On the subject of the difference between a human and a chair I have to agree that there is not a lot difference when you break it down. I am also reminded of an argument that was made by the late George Carlin. He asked the question " Name 5 ways where better and chickens?" After a pause he observed that no one could do it, but he commented that you don't hear about any chickens coming home from work and beating the crap out of his hen, or about a chicken hooking up a guys genitals up to a car battery. And so he reflects that compared to humans chickens are decent people. So I have to come to the conclusion that compared to a chair or a chicken we humans are not only not superior but in fact lesser than them. I say this because humans are the only thing in our existence that enslaves, kills for pleasure, destroy and format our environment beyond recovery, the list goes on and on. You have to wonder is human existence a mistake? Where we created with our destructive nature in mind?

Kentaro0way


Bubbliscious

PostPosted: Thu Oct 16, 2008 12:32 pm


I don't think I could agree anymore with Kintaro (mostly cuz he has the coolest voice ever, but that's besides the point). People are horrible, plain and simple, we thrive off of stealing energy from others, that doesn't make any sense, we all have to be here, so why spend so much time imposing our existence on other people in a negative fashion? Sometimes I wonder if this isn't just part of our natural evolution, and if we are going to be able to look back in 10000 years and think of the us of now as barbarians, cavemen. I wonder if we are ever going to go ahead and find a common ground and realize that there might be something out there bigger than the individual, but I kinda doubt it :'(
PostPosted: Sun Nov 02, 2008 12:26 pm


I guess I would answer your questions with 'yes and no'. Of course at some level we will naturally be very similar to any other physical object - the point being, we are only similar to that object at some level. It's all a matter of perspective. For example:

Bubbliscious
Other than that, I think it's a little bold to assert that we are any different than a chair, or a worm, or a window, or the entire universe. I've always had a thought that we, on our tiny planet, circling around our tiny sun, might not have it right at all.

With an odd twist, I'll go ahead and remind anybody who has seen it, of the 1st Men in Black movie. In that movie, our universe was in a marble, being played with by aliens. That's more or less the way I think of things. I'm not convinced that we are no more than mere mitochondria and fatty cells (dependent on our energy output razz ) in a being, which would be unimaginably gigantic to us, but crawling around being squished by angry kids on a tiny world surrounding a tiny sun.
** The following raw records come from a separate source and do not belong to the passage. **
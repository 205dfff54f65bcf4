//! Course browsing, shared by every role

use hindeburg_ssp::core::context::SharedContext;

use crate::console::Console;

/// List every course in the catalog as `code - name` lines
pub fn view_courses(ctx: &SharedContext, console: &Console) {
    if ctx.catalog.is_empty() {
        console.display_info("No courses found.");
        return;
    }

    console.display_info("=== All Courses ===");
    console.display_info(&ctx.catalog.view_courses());
}

/// Show the full record of one course, activities included
pub fn view_specific_course(ctx: &SharedContext, console: &Console, course_code: &str) {
    if course_code.trim().is_empty() {
        console.display_error("Please provide a valid course code.");
        return;
    }

    match ctx.catalog.view_course(course_code) {
        Some(course_details) => {
            console.display_info("=== Course Details ===");
            console.display_info(&course_details);
        }
        None => console.display_error(&format!("Course not found: {course_code}")),
    }
}
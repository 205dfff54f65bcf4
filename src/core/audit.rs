//! Append-only audit trail
//!
//! Every mutating portal operation emits one line through the logger in the
//! form `{timestamp} - {actor} - {action} - {input} - {outcome}`. Nothing in
//! the portal reads the trail back; it exists for administrators.

use chrono::{Local, NaiveDateTime};

/// Outcome string recorded for operations that completed normally
pub const SUCCESS: &str = "SUCCESS";

/// Current local timestamp, the instant recorded in audit lines
#[must_use]
pub fn now() -> NaiveDateTime {
    Local::now().naive_local()
}

/// Format a single audit line
#[must_use]
pub fn format_action(
    at: NaiveDateTime,
    actor: &str,
    action: &str,
    input: &str,
    outcome: &str,
) -> String {
    format!(
        "{} - {actor} - {action} - {input} - {outcome}",
        at.format("%Y-%m-%d %H:%M:%S")
    )
}

/// Record an action in the audit trail at info level
pub fn log_action(actor: &str, action: &str, input: &str, outcome: &str) {
    logger::info!("{}", format_action(now(), actor, action, input, outcome));
}

#[cfg(test)]
mod tests {
    use super::*;
    use chrono::NaiveDate;

    #[test]
    fn test_format_action_layout() {
        let at = NaiveDate::from_ymd_opt(2025, 5, 1)
            .unwrap()
            .and_hms_opt(9, 30, 0)
            .unwrap();
        let line = format_action(
            at,
            "student1@hindeburg.ac.uk",
            "addCourseToStudentTimetable",
            "CSE1001",
            SUCCESS,
        );
        assert_eq!(
            line,
            "2025-05-01 09:30:00 - student1@hindeburg.ac.uk - addCourseToStudentTimetable - CSE1001 - SUCCESS"
        );
    }

    #[test]
    fn test_log_action_does_not_panic() {
        log_action("Guest", "consultFAQ", "-", SUCCESS);
    }
}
Sure, that is one very valid perspective - we are tiny, insignificant creatures in comparison to the vastness of space, limited or otherwise. But we're also amazing inventors: we've begun exploring space, we can make people live longer, we can travel the world, and make vanilla milkshake. There aren't any other animals that can attest to that. Sure, maybe animals or objects /might/ be serving some higher purpose that we just cannot comprehend - but if it's beyond our comprehension, why bother including it in the paradigm by which we live our lives? There's an /infinite/ number of other incomprehensible notions that we leave out, like meteors crashing into the earth, solipsistic thought and so on.

We get cocky simply because we get results. It's something we should be proud of.